[[ MATERIAL SUPPLIED, beginning ]]

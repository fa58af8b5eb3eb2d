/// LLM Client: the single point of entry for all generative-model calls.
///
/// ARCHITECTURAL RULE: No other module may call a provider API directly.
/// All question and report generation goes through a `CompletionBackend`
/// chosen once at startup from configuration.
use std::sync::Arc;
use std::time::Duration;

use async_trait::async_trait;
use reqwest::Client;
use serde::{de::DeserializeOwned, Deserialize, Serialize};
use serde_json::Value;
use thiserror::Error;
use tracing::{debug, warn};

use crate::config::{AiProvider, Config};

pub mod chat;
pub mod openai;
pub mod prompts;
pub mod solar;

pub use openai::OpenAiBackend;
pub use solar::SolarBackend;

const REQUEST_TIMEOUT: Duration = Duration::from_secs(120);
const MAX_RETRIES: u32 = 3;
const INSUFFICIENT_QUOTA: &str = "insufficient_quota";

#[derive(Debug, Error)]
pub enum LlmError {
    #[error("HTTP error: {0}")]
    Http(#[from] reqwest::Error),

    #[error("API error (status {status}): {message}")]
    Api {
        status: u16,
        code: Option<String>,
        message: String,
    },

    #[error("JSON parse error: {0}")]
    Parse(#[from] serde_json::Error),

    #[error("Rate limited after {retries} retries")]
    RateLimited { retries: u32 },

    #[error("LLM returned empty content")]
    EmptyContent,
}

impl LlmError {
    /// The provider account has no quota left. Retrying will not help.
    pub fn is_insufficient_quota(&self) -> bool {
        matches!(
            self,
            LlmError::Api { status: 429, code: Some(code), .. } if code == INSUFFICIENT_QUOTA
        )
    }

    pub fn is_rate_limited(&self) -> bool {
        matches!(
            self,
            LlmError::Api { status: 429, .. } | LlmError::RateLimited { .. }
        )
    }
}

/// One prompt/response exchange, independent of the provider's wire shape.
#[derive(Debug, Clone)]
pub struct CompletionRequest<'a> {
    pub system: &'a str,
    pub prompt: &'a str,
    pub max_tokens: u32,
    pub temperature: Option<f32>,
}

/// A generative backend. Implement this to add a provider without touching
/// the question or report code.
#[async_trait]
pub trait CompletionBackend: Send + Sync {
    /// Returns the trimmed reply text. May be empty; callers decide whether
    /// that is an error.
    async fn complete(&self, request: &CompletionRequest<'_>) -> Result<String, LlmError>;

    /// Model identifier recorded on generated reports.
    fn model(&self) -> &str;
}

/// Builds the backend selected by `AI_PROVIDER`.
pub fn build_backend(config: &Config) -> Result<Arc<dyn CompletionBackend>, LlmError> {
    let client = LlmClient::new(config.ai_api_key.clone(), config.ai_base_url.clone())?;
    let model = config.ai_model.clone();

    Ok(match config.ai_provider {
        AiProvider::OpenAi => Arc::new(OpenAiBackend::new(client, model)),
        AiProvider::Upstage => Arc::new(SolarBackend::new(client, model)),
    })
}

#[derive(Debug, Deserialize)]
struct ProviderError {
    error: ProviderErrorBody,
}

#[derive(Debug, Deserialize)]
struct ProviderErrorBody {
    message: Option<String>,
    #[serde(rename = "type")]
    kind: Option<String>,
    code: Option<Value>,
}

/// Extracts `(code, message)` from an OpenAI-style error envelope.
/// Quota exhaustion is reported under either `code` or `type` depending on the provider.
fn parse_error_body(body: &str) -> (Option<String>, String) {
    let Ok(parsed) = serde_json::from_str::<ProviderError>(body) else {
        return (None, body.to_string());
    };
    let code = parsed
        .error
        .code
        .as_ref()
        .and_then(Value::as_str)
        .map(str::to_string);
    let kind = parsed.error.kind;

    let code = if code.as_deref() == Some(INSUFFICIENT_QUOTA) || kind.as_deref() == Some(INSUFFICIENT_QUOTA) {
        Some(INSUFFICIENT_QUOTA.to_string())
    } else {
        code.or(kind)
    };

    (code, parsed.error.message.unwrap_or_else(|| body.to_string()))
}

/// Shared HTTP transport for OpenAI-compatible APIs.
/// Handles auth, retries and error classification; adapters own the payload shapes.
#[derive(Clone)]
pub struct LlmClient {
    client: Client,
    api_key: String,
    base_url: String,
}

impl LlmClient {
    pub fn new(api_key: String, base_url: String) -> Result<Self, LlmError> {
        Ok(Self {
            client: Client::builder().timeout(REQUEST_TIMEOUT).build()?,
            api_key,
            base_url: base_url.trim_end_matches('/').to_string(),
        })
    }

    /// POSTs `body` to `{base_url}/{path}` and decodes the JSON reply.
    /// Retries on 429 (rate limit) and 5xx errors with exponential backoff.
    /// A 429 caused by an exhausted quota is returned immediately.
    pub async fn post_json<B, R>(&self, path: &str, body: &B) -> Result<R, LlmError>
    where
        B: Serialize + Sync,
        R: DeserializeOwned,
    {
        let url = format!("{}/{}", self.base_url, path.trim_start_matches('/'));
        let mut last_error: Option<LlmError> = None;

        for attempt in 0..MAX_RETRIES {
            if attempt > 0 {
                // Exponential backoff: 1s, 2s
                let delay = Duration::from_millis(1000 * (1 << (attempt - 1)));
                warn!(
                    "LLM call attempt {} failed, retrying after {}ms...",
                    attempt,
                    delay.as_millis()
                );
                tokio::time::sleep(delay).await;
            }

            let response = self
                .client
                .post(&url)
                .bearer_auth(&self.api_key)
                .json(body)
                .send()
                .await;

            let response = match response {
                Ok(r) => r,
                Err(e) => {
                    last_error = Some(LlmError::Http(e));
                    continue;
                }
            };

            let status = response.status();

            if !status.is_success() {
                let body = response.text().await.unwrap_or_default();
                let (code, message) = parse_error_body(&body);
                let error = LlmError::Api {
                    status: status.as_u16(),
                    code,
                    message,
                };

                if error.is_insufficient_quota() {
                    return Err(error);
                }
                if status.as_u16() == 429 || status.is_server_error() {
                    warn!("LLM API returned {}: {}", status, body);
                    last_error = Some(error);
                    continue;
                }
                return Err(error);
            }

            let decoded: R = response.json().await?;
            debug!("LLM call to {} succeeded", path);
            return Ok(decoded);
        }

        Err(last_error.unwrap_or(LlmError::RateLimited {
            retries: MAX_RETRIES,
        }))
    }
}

[[ MATERIAL SUPPLIED, end ]]

REQUIREMENT
Without omitting anything, retype all of the material above exactly.

WORKED SOLUTION
repository fa58af8b5eb3eb2d
/// LLM Client: the single point of entry for all generative-model calls.
///
/// ARCHITECTURAL RULE: No other module may call a provider API directly.
/// All question and report generation goes through a `CompletionBackend`
/// chosen once at startup from configuration.
use std::sync::Arc;
use std::time::Duration;

use async_trait::async_trait;
use reqwest::Client;
use serde::{de::DeserializeOwned, Deserialize, Serialize};
use serde_json::Value;
use thiserror::Error;
use tracing::{debug, warn};

use crate::config::{AiProvider, Config};

pub mod chat;
pub mod openai;
pub mod prompts;
pub mod solar;

pub use openai::OpenAiBackend;
pub use solar::SolarBackend;

const REQUEST_TIMEOUT: Duration = Duration::from_secs(120);
const MAX_RETRIES: u32 = 3;
const INSUFFICIENT_QUOTA: &str = "insufficient_quota";

#[derive(Debug, Error)]
pub enum LlmError {
    #[error("HTTP error: {0}")]
    Http(#[from] reqwest::Error),

    #[error("API error (status {status}): {message}")]
    Api {
        status: u16,
        code: Option<String>,
        message: String,
    },

    #[error("JSON parse error: {0}")]
    Parse(#[from] serde_json::Error),

    #[error("Rate limited after {retries} retries")]
    RateLimited { retries: u32 },

    #[error("LLM returned empty content")]
    EmptyContent,
}

impl LlmError {
    /// The provider account has no quota left. Retrying will not help.
    pub fn is_insufficient_quota(&self) -> bool {
        matches!(
            self,
            LlmError::Api { status: 429, code: Some(code), .. } if code == INSUFFICIENT_QUOTA
        )
    }

    pub fn is_rate_limited(&self) -> bool {
        matches!(
            self,
            LlmError::Api { status: 429, .. } | LlmError::RateLimited { .. }
        )
    }
}

/// One prompt/response exchange, independent of the provider's wire shape.
#[derive(Debug, Clone)]
pub struct CompletionRequest<'a> {
    pub system: &'a str,
    pub prompt: &'a str,
    pub max_tokens: u32,
    pub temperature: Option<f32>,
}

/// A generative backend. Implement this to add a provider without touching
/// the question or report code.
#[async_trait]
pub trait CompletionBackend: Send + Sync {
    /// Returns the trimmed reply text. May be empty; callers decide whether
    /// that is an error.
    async fn complete(&self, request: &CompletionRequest<'_>) -> Result<String, LlmError>;

    /// Model identifier recorded on generated reports.
    fn model(&self) -> &str;
}

/// Builds the backend selected by `AI_PROVIDER`.
pub fn build_backend(config: &Config) -> Result<Arc<dyn CompletionBackend>, LlmError> {
    let client = LlmClient::new(config.ai_api_key.clone(), config.ai_base_url.clone())?;
    let model = config.ai_model.clone();

    Ok(match config.ai_provider {
        AiProvider::OpenAi => Arc::new(OpenAiBackend::new(client, model)),
        AiProvider::Upstage => Arc::new(SolarBackend::new(client, model)),
    })
}

#[derive(Debug, Deserialize)]
struct ProviderError {
    error: ProviderErrorBody,
}

#[derive(Debug, Deserialize)]
struct ProviderErrorBody {
    message: Option<String>,
    #[serde(rename = "type")]
    kind: Option<String>,
    code: Option<Value>,
}

/// Extracts `(code, message)` from an OpenAI-style error envelope.
/// Quota exhaustion is reported under either `code` or `type` depending on the provider.
fn parse_error_body(body: &str) -> (Option<String>, String) {
    let Ok(parsed) = serde_json::from_str::<ProviderError>(body) else {
        return (None, body.to_string());
    };
    let code = parsed
        .error
        .code
        .as_ref()
        .and_then(Value::as_str)
        .map(str::to_string);
    let kind = parsed.error.kind;

    let code = if code.as_deref() == Some(INSUFFICIENT_QUOTA) || kind.as_deref() == Some(INSUFFICIENT_QUOTA) {
        Some(INSUFFICIENT_QUOTA.to_string())
    } else {
        code.or(kind)
    };

    (code, parsed.error.message.unwrap_or_else(|| body.to_string()))
}

/// Shared HTTP transport for OpenAI-compatible APIs.
/// Handles auth, retries and error classification; adapters own the payload shapes.
#[derive(Clone)]
pub struct LlmClient {
    client: Client,
    api_key: String,
    base_url: String,
}

impl LlmClient {
    pub fn new(api_key: String, base_url: String) -> Result<Self, LlmError> {
        Ok(Self {
            client: Client::builder().timeout(REQUEST_TIMEOUT).build()?,
            api_key,
            base_url: base_url.trim_end_matches('/').to_string(),
        })
    }

    /// POSTs `body` to `{base_url}/{path}` and decodes the JSON reply.
    /// Retries on 429 (rate limit) and 5xx errors with exponential backoff.
    /// A 429 caused by an exhausted quota is returned immediately.
    pub async fn post_json<B, R>(&self, path: &str, body: &B) -> Result<R, LlmError>
    where
        B: Serialize + Sync,
        R: DeserializeOwned,
    {
        let url = format!("{}/{}", self.base_url, path.trim_start_matches('/'));
        let mut last_error: Option<LlmError> = None;

        for attempt in 0..MAX_RETRIES {
            if attempt > 0 {
                // Exponential backoff: 1s, 2s
                let delay = Duration::from_millis(1000 * (1 << (attempt - 1)));
                warn!(
                    "LLM call attempt {} failed, retrying after {}ms...",
                    attempt,
                    delay.as_millis()
                );
                tokio::time::sleep(delay).await;
            }

            let response = self
                .client
                .post(&url)
                .bearer_auth(&self.api_key)
                .json(body)
                .send()
                .await;

            let response = match response {
                Ok(r) => r,
                Err(e) => {
                    last_error = Some(LlmError::Http(e));
                    continue;
                }
            };

            let status = response.status();

            if !status.is_success() {
                let body = response.text().await.unwrap_or_default();
                let (code, message) = parse_error_body(&body);
                let error = LlmError::Api {
                    status: status.as_u16(),
                    code,
                    message,
                };

                if error.is_insufficient_quota() {
                    return Err(error);
                }
                if status.as_u16() == 429 || status.is_server_error() {
                    warn!("LLM API returned {}: {}", status, body);
                    last_error = Some(error);
                    continue;
                }
                return Err(error);
            }

            let decoded: R = response.json().await?;
            debug!("LLM call to {} succeeded", path);
            return Ok(decoded);
        }

        Err(last_error.unwrap_or(LlmError::RateLimited {
            retries: MAX_RETRIES,
        }))
    }
}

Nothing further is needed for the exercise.